Sizi çok etkileyen roman ve öykü karakterlerini sormak istiyorum.
Kurmaca karakterler arasında beni en çok etkileyeni Kazancakis’in Aleksi Zorba’sıdır. Dört başı mamur bir karakterdir. Okumamın üzerinden uzun yıllar geçmesine rağmen zihnimde hâlâ öylesine kanlı, canlı bir Aleksi Zorba vardır ki neredeyse Kazancakis kadar, Zorba’nın bugün yaşasa hangi olaya ne tepki vereceğini öngörebileceğimi düşünüyorum.
Beni etkileyen diğer karakterler arasında Joyce’un meşhur Stephen Dedalus’u ile Turgenyev’in Bazarov’unu sayabilirim. Bu iki karakter beni çok etkilediklerinden onların karması diyebileceğim bir karakter yaratıp onun öyküsünü yazmıştım.
Son olarak Sabahattin Ali’nin Kürk Mantolu Madonna’daki Raif Efendi’sini söyleyebilirim. Hem yine diğerleri gibi sahici bir karakter olması hem de Raif Efendi’nin gençlik ve ihtiyarlığı arasındaki dramatik değişim ve dönüşüm beni çok etkilemiştir.
Öykü karakteri olarak ise ilk aklıma gelen Herman Melville’in yarattığı bizim zavallı Kâtip Bartleby’mizdir. Diğer öykü karakteri olarak Yusuf Atılgan’ın harika öyküsü Çıkılmayan’ın, ismini bilmediğimiz ama kim olduğuna, nasıl biri olduğuna dair hemen her şeyi o birkaç sayfada anladığımız ana karakterini söyleyebilirim.

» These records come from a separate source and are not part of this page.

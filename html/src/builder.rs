use tracing::{debug, span, Level};

use super::entities::decode;
use super::parsing::{tokenize, Token};
use super::{DOMContent, DOMElement, Document};

/// Elements which can never have contents
static VOID: &[&str] = &[
    "area", "base", "br", "col", "embed", "hr", "img", "input", "link", "meta", "param",
    "source", "track", "wbr",
];

/// Opening any of these closes a `p` that is still open
static CLOSES_P: &[&str] = &[
    "address", "article", "aside", "blockquote", "div", "dl", "fieldset", "figure", "footer",
    "form", "h1", "h2", "h3", "h4", "h5", "h6", "header", "hr", "main", "nav", "ol", "p", "pre",
    "section", "table", "ul",
];

static LIST: &[&str] = &["ul", "ol", "menu"];

/// Elements where whitespace between tags is never content
static NO_TEXT: &[&str] = &["html", "head"];

/// Parse markup into a [`Document`]. Malformed input produces a best-effort tree rather
/// than an error.
pub fn document(input: &str) -> Document {
    let span = span!(Level::DEBUG, "Materializing document", bytes = input.len());
    let _enter = span.enter();
    let mut builder = TreeBuilder::default();
    for token in tokenize(input) {
        builder.push(token);
    }
    builder.finish()
}

#[derive(Default)]
struct TreeBuilder {
    /// Finished top-level nodes
    root: Vec<DOMContent>,
    /// Elements still waiting for their close tag, innermost last
    open: Vec<DOMElement>,
}

impl TreeBuilder {
    fn push(&mut self, token: Token) {
        match token {
            Token::Declaration(_) | Token::Comment(_) => {}
            Token::Text(text) => {
                if !text.trim().is_empty() {
                    self.append(decode(text).into_owned().into());
                } else if self.keeps_whitespace() {
                    // Separates inline siblings, e.g. `<span>a</span> <span>b</span>`
                    self.append(" ".into());
                }
            }
            Token::RawText(text) => {
                if !text.trim().is_empty() {
                    self.append(text.into());
                }
            }
            Token::Open {
                name,
                attributes,
                self_closing,
            } => {
                self.close_implied(&name);
                let void = self_closing || VOID.contains(&name.as_str());
                let elt = DOMElement::new(name, Some(attributes), vec![]);
                if void {
                    self.append(elt.into());
                } else {
                    self.open.push(elt);
                }
            }
            Token::Close(name) => self.close(&name),
        }
    }

    fn append(&mut self, content: DOMContent) {
        match self.open.last_mut() {
            Some(parent) => parent.contents.push(content),
            None => self.root.push(content),
        }
    }

    /// Whether a whitespace-only run is kept at the current insertion point. Runs
    /// outside any element, directly in `html` or `head`, or following other text
    /// carry no content.
    fn keeps_whitespace(&self) -> bool {
        match self.open.last() {
            None => false,
            Some(parent) if NO_TEXT.contains(&parent.name.as_str()) => false,
            Some(parent) => !matches!(parent.contents.last(), Some(DOMContent::Text(_))),
        }
    }

    /// Close the innermost element
    fn pop(&mut self) {
        if let Some(elt) = self.open.pop() {
            self.append(elt.into());
        }
    }

    fn close(&mut self, name: &str) {
        if VOID.contains(&name) {
            return;
        }
        match self.open.iter().rposition(|e| e.name == name) {
            Some(pos) => {
                if pos + 1 < self.open.len() {
                    debug!(tag = name, unclosed = self.open.len() - pos - 1, "Closing unclosed elements");
                }
                while self.open.len() > pos {
                    self.pop();
                }
            }
            None => debug!(tag = name, "Ignoring close tag with no open element"),
        }
    }

    /// Close elements which cannot contain the element being opened
    fn close_implied(&mut self, name: &str) {
        if name == "li" {
            for pos in (0..self.open.len()).rev() {
                let open = self.open[pos].name.as_str();
                if LIST.contains(&open) {
                    break;
                }
                if open == "li" {
                    while self.open.len() > pos {
                        self.pop();
                    }
                    break;
                }
            }
        } else if CLOSES_P.contains(&name) && self.open.last().map_or(false, |e| e.name == "p") {
            self.pop();
        }
    }

    fn finish(mut self) -> Document {
        if !self.open.is_empty() {
            debug!(unclosed = self.open.len(), "Closing elements at end of input");
        }
        while !self.open.is_empty() {
            self.pop();
        }
        Document::from_contents(self.root)
    }
}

Öykü türünde başucu yazarlarınız kimler, başucu kitaplarınız hangileri?
Onat Kutlar’ın İshak’ı neredeyse her bir öykümü yazarken tekrar tekrar okuduğum, her okuduğumda hayran kaldığım bir kitaptır. Aynı şekilde Ralf Rothmann’ın Deniz Kenarında Geyikler ve David Constantine’in Başka Bir Ülkede kitaplarını da bu anlamda çok değerli bulurum. Yusuf Atılgan, Sabahattin Ali, Tomris Uyar, Sait Faik ve Ernest Hemingway de öykü yazarken bana rehberlik eden yazarlardandır.
Dergiler, dijital mecralar, sosyal medya, filmler… Yazarların, yayıncılığın ve okur kitlesinin geldiği son noktayı da göz önünde bulundurarak hem Dünya geneli hem Türkiye özelinde öykü türünün geleceği hakkında ne gibi öngörüleriniz var?
Son yıllarda öykü kitaplarının da öykü okurlarının da sayısının arttığını gözlemliyorum. Esasında öykü okumanın sanılanın aksine roman okumaktan daha kolay olduğunu düşünmüyorum. Öykü kitapları romanlara nispetle daha kısa olsa da kitaptaki her bir öykü yeni bir evren, yeni bir konu, yeni karakterler anlamına geldiğinden okuyucunun dikkatini tekrar tekrar yoğunlaştırmasını gerektirir. Dolayısıyla öykü okurunun artmasını öykü okumanın kolay olduğu görüşüne bağlamıyorum.
Kendini edebiyat dünyası içinde “öykü yazarı” olarak konumlandıran ve ısrarla yalnızca öykü yazan yazarların çoğalması öykü türünün okur gözündeki değerini artırmış olabilir. Ayrıca yaratıcı yazarlık atölyelerinin sayısındaki artışın ve bu atölyelerde ağırlık olarak öykü türünün öne çıkmasının da bunda önemli bir etken olduğunu sanıyorum. Bu etkenler okurların öyküye yönelimini beslemiş olabilir.
Bunun yanı sıra tür olarak öykünün yazara çok geniş imkanlar sağladığını da unutmamak lazım. Öykünün kısalığı onu belli açılardan kısıtlasa da pek çok fırsat penceresi de açar. Tek bir duygu, tek bir an, tek bir olay üstüne kurulu bir öykü yazabilirsiniz. Olay örgüsüne sahip olmayan bir öykü hatta hiç karakter içermeyen bir öykü de yazabilirsiniz. Ama bunları bir romanda yapmak çok güç olacaktır.
Öykücülerin giderek bu fırsatlardan daha çok yararlanacaklarını ve dünyada da ülkemizde de öykü kitaplarının kitaplıklardaki sayısının daha da artacağını düşünüyorum.
Ufuk Bey, son günlerde neler okudunuz? Önümüzdeki dönemde yeni üretimleriniz olacak mı?
Son zamanlarda ağırlıklı olarak Şule Gürbüz’ün ve Han Kang’ın kitaplarını okudum. Kurgu dışı olarak da halihazırda D. Graeber ve D. Wengrow’un Her Şeyin Şafağı isimli kitabını okuyorum.
Şu anda bir novella üstünde çalışıyorum. Ancak henüz yolun başında olduğumu söyleyebilirim.